Download The Oxford Handbook of Western Music and Philosophy Book in PDF, Epub and Kindle

Whether regarded as a perplexing object, a morally captivating force, an ineffable entity beyond language, or an inescapably embodied human practice, music has captured philosophically inclined minds since time immemorial. In turn, musicians of all stripes have called on philosophy as a source of inspiration and encouragement, and scholars of music through the ages have turned to philosophy for insight into music and into the worlds that sustain it. In this Handbook, contributors build on this legacy to conceptualize the rich interactions of Western music and philosophy as a series of meeting points between two vital spheres of human activity. They draw together key debates at the intersection of music studies and philosophy, offering a field-defining overview while also forging new paths. Chapters cover a wide range of musics and philosophies, including concert, popular, jazz, and electronic musics, and both analytic and continental philosophy.

The Rise of Neoliberal Philosophy

The Rise of Neoliberal Philosophy
Author: Brandon Absher
Publsiher: Rowman & Littlefield
Total Pages: 197
Release: 2021-08-20
Genre: Philosophy
ISBN: 9781793615992

Download The Rise of Neoliberal Philosophy Book in PDF, Epub and Kindle

In The Rise of Neoliberal Philosophy: Human Capital, Profitable Knowledge, and the Love of Wisdom, Brandon Absher argues that the neoliberal transformation of higher education has resulted in a paradigm shift in philosophy in the United States, leading to the rise of neoliberal philosophy. Neoliberal philosophy seeks to attract investment by demonstrating that it can produce optimal return. Further, philosophers in the neoliberal paradigm internalize and reproduce the values of the prevailing social order in their work, reorienting philosophical desire toward the production of attractive commodities. The aim of philosophy in the neoliberal university, Absher shows, has become the production of human capital and profitable knowledge.
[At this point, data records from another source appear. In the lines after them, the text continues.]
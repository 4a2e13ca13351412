//! Time source abstraction and store-local time helpers.
//!
//! Business rules never call `Utc::now()` directly. They take a [`Clock`] so
//! that tests can pin "now", and project the instant into the store's time
//! zone with [`local_now`] when comparing against opening hours and cutoffs.

use chrono::{DateTime, FixedOffset, NaiveDateTime, TimeZone, Utc};
use chrono_tz::Tz;
use serde::{Deserialize, Serialize};

/// Source of the current instant.
pub trait Clock: Send + Sync {
    /// Get the current time.
    fn now(&self) -> DateTime<Utc>;
}

/// Wall-clock time.
#[derive(Debug, Clone, Copy, Default)]
pub struct SystemClock;

impl Clock for SystemClock {
    fn now(&self) -> DateTime<Utc> {
        Utc::now()
    }
}

/// A clock that always returns the same instant.
#[derive(Debug, Clone, Copy)]
pub struct FixedClock {
    time: DateTime<Utc>,
}

impl FixedClock {
    /// Create a clock pinned at `time`.
    #[must_use]
    pub const fn new(time: DateTime<Utc>) -> Self {
        Self { time }
    }

    /// Create a clock pinned at a wall-clock reading in `tz`.
    ///
    /// Returns `None` if the reading does not exist in `tz` (a DST gap).
    #[must_use]
    pub fn at_local(tz: Tz, local: NaiveDateTime) -> Option<Self> {
        tz.from_local_datetime(&local)
            .earliest()
            .map(|dt| Self::new(dt.with_timezone(&Utc)))
    }
}

impl Clock for FixedClock {
    fn now(&self) -> DateTime<Utc> {
        self.time
    }
}

/// The clock's current instant projected into the store's time zone.
pub fn local_now(clock: &dyn Clock, tz: Tz) -> DateTime<Tz> {
    clock.now().with_timezone(&tz)
}

/// A requested delivery slot start as supplied by a client.
///
/// Clients may send either an offset-qualified timestamp
/// (`2026-03-02T10:00:00+09:00`) or a bare local one (`2026-03-02T10:00:00`).
/// Bare timestamps are read as store-local time.
#[derive(Debug, Clone, Copy, PartialEq, Eq, Serialize, Deserialize)]
#[serde(untagged)]
pub enum SlotStart {
    /// Carries its own UTC offset.
    Aware(DateTime<FixedOffset>),
    /// Store-local wall-clock time.
    Naive(NaiveDateTime),
}

impl SlotStart {
    /// Resolve into store-local time.
    ///
    /// Returns `None` for a naive reading that does not exist in `tz`.
    #[must_use]
    pub fn to_local(&self, tz: Tz) -> Option<DateTime<Tz>> {
        match self {
            Self::Aware(dt) => Some(dt.with_timezone(&tz)),
            Self::Naive(naive) => tz.from_local_datetime(naive).earliest(),
        }
    }
}

#[cfg(test)]
#[allow(clippy::unwrap_used)]
mod tests {
    use chrono::{NaiveDate, Timelike};
    use chrono_tz::Asia::Seoul;

    use super::*;

    fn naive(s: &str) -> NaiveDateTime {
        NaiveDateTime::parse_from_str(s, "%Y-%m-%dT%H:%M:%S").unwrap()
    }

    #[test]
    fn test_fixed_clock_is_stable() {
        let clock = FixedClock::new(Utc.with_ymd_and_hms(2026, 3, 2, 1, 0, 0).unwrap());
        assert_eq!(clock.now(), clock.now());
    }

    #[test]
    fn test_local_now_projects_into_zone() {
        // 01:00 UTC is 10:00 in Seoul.
        let clock = FixedClock::new(Utc.with_ymd_and_hms(2026, 3, 2, 1, 0, 0).unwrap());
        let local = local_now(&clock, Seoul);
        assert_eq!(local.hour(), 10);
        assert_eq!(local.date_naive(), NaiveDate::from_ymd_opt(2026, 3, 2).unwrap());
    }

    #[test]
    fn test_local_now_crosses_date_line() {
        // 20:00 UTC on the 1st is already 05:00 on the 2nd in Seoul.
        let clock = FixedClock::new(Utc.with_ymd_and_hms(2026, 3, 1, 20, 0, 0).unwrap());
        let local = local_now(&clock, Seoul);
        assert_eq!(local.date_naive(), NaiveDate::from_ymd_opt(2026, 3, 2).unwrap());
    }

    #[test]
    fn test_at_local() {
        let clock = FixedClock::at_local(Seoul, naive("2026-03-02T18:30:00")).unwrap();
        assert_eq!(clock.now(), Utc.with_ymd_and_hms(2026, 3, 2, 9, 30, 0).unwrap());
    }

    #[test]
    fn test_slot_naive_is_local() {
        let slot: SlotStart = serde_json::from_str("\"2026-03-02T10:00:00\"").unwrap();
        assert!(matches!(slot, SlotStart::Naive(_)));
        let local = slot.to_local(Seoul).unwrap();
        assert_eq!(local.hour(), 10);
    }

    #[test]
    fn test_slot_aware_is_converted() {
        let slot: SlotStart = serde_json::from_str("\"2026-03-02T01:00:00Z\"").unwrap();
        assert!(matches!(slot, SlotStart::Aware(_)));
        let local = slot.to_local(Seoul).unwrap();
        assert_eq!(local.hour(), 10);
    }
}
The Bloomsbury Handbook of Dance and Philosophy

The Bloomsbury Handbook of Dance and Philosophy
Author: Anonim
Publsiher: Bloomsbury Publishing
Total Pages: 496
Release: 2021-01-28
Genre: Philosophy
ISBN: 9781350103498

Download The Bloomsbury Handbook of Dance and Philosophy Book in PDF, Epub and Kindle

An innovative examination of the ways in which dance and philosophy inform each other, Dance and Philosophy brings together authorities from a variety of disciplines to expand our understanding of dance and dance scholarship. Featuring an eclectic mix of materials from exposes to dance therapy sessions to demonstrations, Dance and Philosophy addresses centuries of scholarship, dance practice, the impacts of technological and social change, politics, cultural diversity and performance. Structured thematically to draw out the connection between different perspectives, this books covers: - Philosophy practice and how it corresponds to dance - Movement, embodiment and temporality - Philosophy and dance traditions in everyday life - The intersection between dance and technology - Critical reflections on dance Offering important contributions to our understanding of dance as well as expanding the study of philosophy, this book is key to sparking new conversations concerning the philosophy of dance.